Housing benefit and council tax benefit are poorly understood, and very much so as in-work benefits. Citizens Advice calculates that lone parents earning low wages will find that increasing their hours will not increase their final income. The current scheme leads to an increase of about £1 a week for every £30 a week extra in gross earnings. Those who can command high enough pay rates to move out of the housing benefit and council tax benefit trap might gain approximately £8 for every £30, but the higher the rent and the higher the child care costs, the less likely they will do so.

The official position of the Department for Work and Pensions is that higher rents do not have an impact on work incentives by dint of the fact that housing benefit can be an in-work benefit. Frankly, that is nonsense. The fact is that housing benefit can continue to cover people’s rent if the income is low and the rent high, but it will not help them to increase their earnings. Taken together with costs and the loss of passported benefits, people could easily end up being worse off in work. For example, a couple with two children and a rent of £120 a week would be only £23 a week better off if their income increased from £100 a week to £400 a week. If their rent was only £60 a week, or treated as such, they would be £55 a week better off.

Much could be done for a relatively small amount of money. Reducing the housing benefit taper rate in London would cost an estimated £70 million and increasing the earnings disregard would cost an estimated £20 million. Introducing a housing costs top-up in the tax credit system would be more expensive at an estimated £200 million. We need to do something similar with council tax benefit, which bites at a much lower rate for families on tax credit. For example, setting the lower earnings threshold for council tax benefit in line with full working tax credit would give a substantial boost to very low earners.

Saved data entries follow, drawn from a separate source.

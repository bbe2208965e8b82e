//! Per-frame pipeline: segments → votes → point → tracker.
//!
//! ```no_run
//! use lane_convergence::{ConvergenceDetector, DetectorParams, FrameSegments};
//!
//! # fn example(frames: Vec<FrameSegments>) {
//! let mut detector = ConvergenceDetector::new(DetectorParams::default());
//! for frame in &frames {
//!     let res = detector.process(frame);
//!     if res.confirmed {
//!         println!("tracking at {:?}", res.point);
//!     }
//! }
//! # }
//! ```

use super::params::DetectorParams;
use super::workspace::FrameWorkspace;
use crate::diagnostics::{elapsed_ms, FrameReport, TimingBreakdown};
use crate::estimator::ConvergenceEstimator;
use crate::segments::gather_segments;
use crate::tracker::{TemporalTracker, TrackPhase};
use crate::types::{FrameResult, FrameSegments};
use crate::vote::{AxisVotes, IntersectionVoter};
use log::debug;
use std::time::Instant;

/// Frame-by-frame convergence detector with hysteresis tracking.
///
/// Frames must be fed in arrival order; the tracker is the only state that
/// carries over between calls.
pub struct ConvergenceDetector {
    params: DetectorParams,
    voter: IntersectionVoter,
    estimator: ConvergenceEstimator,
    tracker: TemporalTracker,
    workspace: FrameWorkspace,
    frames_processed: u64,
}

impl ConvergenceDetector {
    pub fn new(params: DetectorParams) -> Self {
        Self {
            voter: IntersectionVoter::new(params.voter),
            estimator: ConvergenceEstimator::new(params.mode.tolerance),
            tracker: TemporalTracker::new(params.tracker),
            workspace: FrameWorkspace::new(),
            frames_processed: 0,
            params,
        }
    }

    pub fn params(&self) -> &DetectorParams {
        &self.params
    }

    pub fn tracker(&self) -> &TemporalTracker {
        &self.tracker
    }

    /// Vote histograms of the most recently processed frame.
    pub fn last_votes(&self) -> &AxisVotes {
        self.workspace.votes()
    }

    pub fn frames_processed(&self) -> u64 {
        self.frames_processed
    }

    /// Drops any streak and restarts frame numbering.
    pub fn reset(&mut self) {
        self.tracker.reset();
        self.frames_processed = 0;
    }

    /// Process one frame and return its point and tracking flag.
    pub fn process(&mut self, frame: &FrameSegments) -> FrameResult {
        self.process_detailed(frame).result
    }

    /// Process one frame and keep segment counters, band and stage timings.
    pub fn process_detailed(&mut self, frame: &FrameSegments) -> FrameReport {
        let total_start = Instant::now();
        let mut timing = TimingBreakdown::default();
        let frame_index = self.frames_processed;
        self.frames_processed += 1;

        let stage = Instant::now();
        self.workspace.reset(frame.width, frame.height);
        let gather = gather_segments(
            frame,
            &self.params.segment_filter,
            &mut self.workspace.segments,
        );
        timing.push_since("gather", stage);

        let stage = Instant::now();
        self.voter
            .vote_into(&self.workspace.segments, &mut self.workspace.votes);
        timing.push_since("vote", stage);

        let stage = Instant::now();
        let point = self.estimator.estimate(&self.workspace.votes);
        timing.push_since("estimate", stage);

        let stage = Instant::now();
        let band = self.tracker.band_for_height(frame.height);
        let update = self.tracker.update(point, band);
        timing.push_since("track", stage);

        let latency_ms = elapsed_ms(total_start);
        timing.total_ms = latency_ms;

        let vote_count = self.workspace.votes.votes;
        debug!(
            "detector: frame={} segments={} votes={} point={:?} event={:?} streak={} grace={} confirmed={}",
            frame_index,
            gather.kept(),
            vote_count,
            point,
            update.event,
            update.state.hit_streak,
            update.state.miss_grace,
            update.confirmed
        );

        FrameReport {
            frame_index,
            width: frame.width,
            height: frame.height,
            band,
            segment_counts: gather.into(),
            result: FrameResult {
                point,
                confirmed: update.confirmed,
                state: update.state,
                phase: TrackPhase::of(&update.state, self.params.tracker.confirm_threshold),
                event: update.event,
                segment_count: gather.kept(),
                vote_count,
                latency_ms,
            },
            timing,
        }
    }
}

The London Child Poverty Commission argues—the Government accept the fact in principle—that higher costs mean that wages do not go as far in London. Although some people might accept work that makes them worse off in the short term in the expectation that their earnings will soon increase, it would be perverse to expect many to do so, especially if there were children to be considered, yet that is the reality for many London families.

The Government need to address two aspects of the “better off” calculations: first, the reliability and accuracy of information on people’s post-work income—I am thinking in particular of the difficulty in predicting when housing and council tax benefits and child care costs are taken into account—and, secondly, the substantial question whether they are better off after the essential costs of working are taken into account, especially travel, their own meals, school meals and clothing.